LePage phoned Richard Abramson, then interim president of the school, that day and expressed his extreme displeasure about Eves’ selection. The governor also sent a handwritten note to the chairman of the school’s board of directors, called Eves a “hack” and made it clear that the school would lose the $1.06 million in discretionary funding that it expected to receive in the upcoming two-year budget cycle.

The dispute arose as the Legislature worked to finalize the state’s budget and marked a particularly frigid moment between legislators and LePage, who vowed to veto every bill sponsored by a Democrat because members of the House did not address his policy priorities.

The Good Will-Hinckley board rescinded its offer to hire Eves as its president on June 24. LePage admitted to reporters that he threatened to choke off funding. Eves filed suit the next month.

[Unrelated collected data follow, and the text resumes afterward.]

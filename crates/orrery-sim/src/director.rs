//! Scripted camera fly-through.
//!
//! The director walks through a fixed sequence of stages:
//!
//! | # | Stage          | Ends when                 |
//! |---|----------------|---------------------------|
//! | 0 | Idle           | idle delay elapsed        |
//! | 1 | Approach Earth | interpolation complete    |
//! | 2 | Orbit Earth    | orbit duration elapsed    |
//! | 3 | Pull back      | interpolation complete    |
//! | 4 | Top-down       | interpolation complete    |
//! | 5 | Return         | interpolation complete    |
//! | 6 | Finished       | never (terminal)          |
//!
//! Every stage owns one handler. A handler mutates the camera pose and, when
//! its stage is over, returns the next stage with any captured poses baked
//! into it. The stage-local timer restarts at zero on every transition and
//! only ever moves forward, so the stage index never decreases.

use std::fmt;

use glam::Vec3;
use tracing::{info, trace};

use crate::pose::CameraPose;

/// Tunable constants for the fly-through.
#[derive(Clone, Debug, PartialEq)]
pub struct DirectorSettings {
    pub idle_duration: f32,
    pub approach_duration: f32,
    pub orbit_duration: f32,
    pub pull_back_duration: f32,
    pub top_down_duration: f32,
    pub return_duration: f32,
    /// Offset from Earth to the end of the approach.
    pub approach_offset: Vec3,
    pub approach_rotation: Vec3,
    /// Radius of the camera's circle around Earth, in Earth's XY plane.
    pub orbit_radius: f32,
    /// Radians per simulated second.
    pub orbit_speed: f32,
    /// Z distance from Earth while circling it.
    pub orbit_depth: f32,
    /// Offset from the last orbit position to the end of the pull-back.
    pub pull_back_offset: Vec3,
    pub pull_back_rotation: Vec3,
    pub top_down_pose: CameraPose,
    /// Final establishing shot; also the starting pose.
    pub home_pose: CameraPose,
}

impl Default for DirectorSettings {
    fn default() -> Self {
        Self {
            idle_duration: 2.0,
            approach_duration: 5.0,
            orbit_duration: 10.0,
            pull_back_duration: 5.0,
            top_down_duration: 5.0,
            return_duration: 5.0,
            approach_offset: Vec3::new(0.0, 1.0, -20.0),
            approach_rotation: Vec3::new(10.0, 0.0, 0.0),
            orbit_radius: 2.0,
            orbit_speed: 2.0,
            orbit_depth: -10.0,
            pull_back_offset: Vec3::new(0.0, 10.0, -30.0),
            pull_back_rotation: Vec3::new(30.0, 0.0, 0.0),
            top_down_pose: CameraPose::new(Vec3::new(0.0, 50.0, 0.0), Vec3::new(90.0, 0.0, 0.0)),
            home_pose: CameraPose::new(Vec3::new(0.0, 0.0, -40.0), Vec3::ZERO),
        }
    }
}

/// An interpolation from a captured pose to a target pose.
#[derive(Clone, Copy, Debug, PartialEq)]
pub struct Leg {
    pub from: CameraPose,
    pub to: CameraPose,
    pub duration: f32,
}

impl Leg {
    /// Interpolation progress for the given stage time, clamped to `[0, 1]`.
    pub fn progress(&self, elapsed: f32) -> f32 {
        if self.duration <= 0.0 {
            return 1.0;
        }
        (elapsed / self.duration).clamp(0.0, 1.0)
    }

    pub fn pose_at(&self, elapsed: f32) -> CameraPose {
        self.from.lerp(&self.to, self.progress(elapsed))
    }
}

/// A stage together with the data it needs.
#[derive(Clone, Copy, Debug, PartialEq)]
pub enum Stage {
    Idle,
    ApproachEarth(Leg),
    OrbitEarth { angle: f32 },
    PullBack(Leg),
    TopDown(Leg),
    Return(Leg),
    Finished,
}

/// Stage identity without its payload.
#[derive(Clone, Copy, Debug, PartialEq, Eq, PartialOrd, Ord, Hash)]
pub enum StageKind {
    Idle,
    ApproachEarth,
    OrbitEarth,
    PullBack,
    TopDown,
    Return,
    Finished,
}

impl StageKind {
    /// Position in the sequence; `Finished` is the largest.
    pub fn index(self) -> u8 {
        self as u8
    }

    pub fn is_terminal(self) -> bool {
        self == StageKind::Finished
    }
}

impl fmt::Display for StageKind {
    fn fmt(&self, f: &mut fmt::Formatter<'_>) -> fmt::Result {
        let name = match self {
            StageKind::Idle => "idle",
            StageKind::ApproachEarth => "approach earth",
            StageKind::OrbitEarth => "orbit earth",
            StageKind::PullBack => "pull back",
            StageKind::TopDown => "top-down",
            StageKind::Return => "return",
            StageKind::Finished => "finished",
        };
        f.write_str(name)
    }
}

impl Stage {
    pub fn kind(&self) -> StageKind {
        match self {
            Stage::Idle => StageKind::Idle,
            Stage::ApproachEarth(_) => StageKind::ApproachEarth,
            Stage::OrbitEarth { .. } => StageKind::OrbitEarth,
            Stage::PullBack(_) => StageKind::PullBack,
            Stage::TopDown(_) => StageKind::TopDown,
            Stage::Return(_) => StageKind::Return,
            Stage::Finished => StageKind::Finished,
        }
    }
}

/// A transition reported by [`CameraDirector::update`].
#[derive(Clone, Copy, Debug, PartialEq, Eq)]
pub struct StageChange {
    pub from: StageKind,
    pub to: StageKind,
}

/// Drives the camera through the fly-through and signals the free-look
/// handoff exactly once.
#[derive(Clone, Debug, PartialEq)]
pub struct CameraDirector {
    settings: DirectorSettings,
    stage: Stage,
    elapsed: f32,
    handed_off: bool,
}

impl CameraDirector {
    pub fn new(settings: DirectorSettings) -> Self {
        Self {
            settings,
            stage: Stage::Idle,
            elapsed: 0.0,
            handed_off: false,
        }
    }

    /// A director that has already finished, so the next handoff check
    /// fires immediately.
    pub fn finished(settings: DirectorSettings) -> Self {
        Self {
            stage: Stage::Finished,
            ..Self::new(settings)
        }
    }

    pub fn stage(&self) -> &Stage {
        &self.stage
    }

    pub fn kind(&self) -> StageKind {
        self.stage.kind()
    }

    /// Simulated seconds spent in the current stage.
    pub fn elapsed(&self) -> f32 {
        self.elapsed
    }

    pub fn settings(&self) -> &DirectorSettings {
        &self.settings
    }

    pub fn is_running(&self) -> bool {
        !self.kind().is_terminal()
    }

    pub fn handed_off(&self) -> bool {
        self.handed_off
    }

    /// Advance the fly-through by `scaled_dt` simulated seconds.
    ///
    /// `earth` is Earth's position after this frame's orbit update. The
    /// camera pose is written in place. Returns the transition, if one
    /// happened this frame.
    pub fn update(
        &mut self,
        scaled_dt: f32,
        earth: Vec3,
        camera: &mut CameraPose,
    ) -> Option<StageChange> {
        if !self.is_running() {
            return None;
        }
        self.elapsed += scaled_dt.max(0.0);

        let stage = self.stage;
        let next = match stage {
            Stage::Idle => self.idle(earth, camera),
            Stage::ApproachEarth(leg) => self.approach(leg, camera),
            Stage::OrbitEarth { angle } => self.orbit(angle, scaled_dt, earth, camera),
            Stage::PullBack(leg) => self.pull_back(leg, camera),
            Stage::TopDown(leg) => self.top_down(leg, camera),
            Stage::Return(leg) => {
                Self::interpolate(leg, self.elapsed, camera).then_some(Stage::Finished)
            }
            Stage::Finished => None,
        }?;

        let change = StageChange {
            from: self.kind(),
            to: next.kind(),
        };
        debug_assert!(change.to > change.from);
        self.stage = next;
        self.elapsed = 0.0;
        info!(from = %change.from, to = %change.to, "Camera stage changed");
        Some(change)
    }

    /// Returns true exactly once, on the first call after the fly-through
    /// has finished.
    pub fn take_handoff(&mut self) -> bool {
        if self.is_running() || self.handed_off {
            return false;
        }
        self.handed_off = true;
        true
    }

    fn idle(&self, earth: Vec3, camera: &CameraPose) -> Option<Stage> {
        (self.elapsed >= self.settings.idle_duration).then(|| {
            Stage::ApproachEarth(Leg {
                from: *camera,
                to: CameraPose::new(
                    earth + self.settings.approach_offset,
                    self.settings.approach_rotation,
                ),
                duration: self.settings.approach_duration,
            })
        })
    }

    fn approach(&self, leg: Leg, camera: &mut CameraPose) -> Option<Stage> {
        Self::interpolate(leg, self.elapsed, camera).then_some(Stage::OrbitEarth { angle: 0.0 })
    }

    fn orbit(
        &mut self,
        angle: f32,
        scaled_dt: f32,
        earth: Vec3,
        camera: &mut CameraPose,
    ) -> Option<Stage> {
        let s = &self.settings;
        let angle = angle + scaled_dt * s.orbit_speed;
        camera.position = earth
            + Vec3::new(
                s.orbit_radius * angle.cos(),
                s.orbit_radius * angle.sin(),
                s.orbit_depth,
            );
        camera.look_at(earth);

        if self.elapsed >= s.orbit_duration {
            return Some(Stage::PullBack(Leg {
                from: *camera,
                to: CameraPose::new(camera.position + s.pull_back_offset, s.pull_back_rotation),
                duration: s.pull_back_duration,
            }));
        }
        self.stage = Stage::OrbitEarth { angle };
        trace!(angle, "Orbiting earth");
        None
    }

    fn pull_back(&self, leg: Leg, camera: &mut CameraPose) -> Option<Stage> {
        Self::interpolate(leg, self.elapsed, camera).then(|| {
            Stage::TopDown(Leg {
                from: *camera,
                to: self.settings.top_down_pose,
                duration: self.settings.top_down_duration,
            })
        })
    }

    fn top_down(&self, leg: Leg, camera: &mut CameraPose) -> Option<Stage> {
        Self::interpolate(leg, self.elapsed, camera).then(|| {
            Stage::Return(Leg {
                from: *camera,
                to: self.settings.home_pose,
                duration: self.settings.return_duration,
            })
        })
    }

    /// Writes the interpolated pose; true once the leg is complete.
    fn interpolate(leg: Leg, elapsed: f32, camera: &mut CameraPose) -> bool {
        *camera = leg.pose_at(elapsed);
        leg.progress(elapsed) >= 1.0
    }
}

Eves accused the governor of using taxpayer money and the power of his office to prevent his hiring by Good Will-Hinckley, and contended that LePage’s actions violated several of Eves’ constitutional rights, including his First Amendment rights of free speech, free association and political affiliation, as well as his 14th Amendment right to due process.

Strawbridge argued that LePage was making a legally protected political statement when he successfully persuaded Good Will-Hinckley to fire Eves and therefore had immunity from Eves’ claim, or was otherwise protected by the First Amendment right to freedom of speech.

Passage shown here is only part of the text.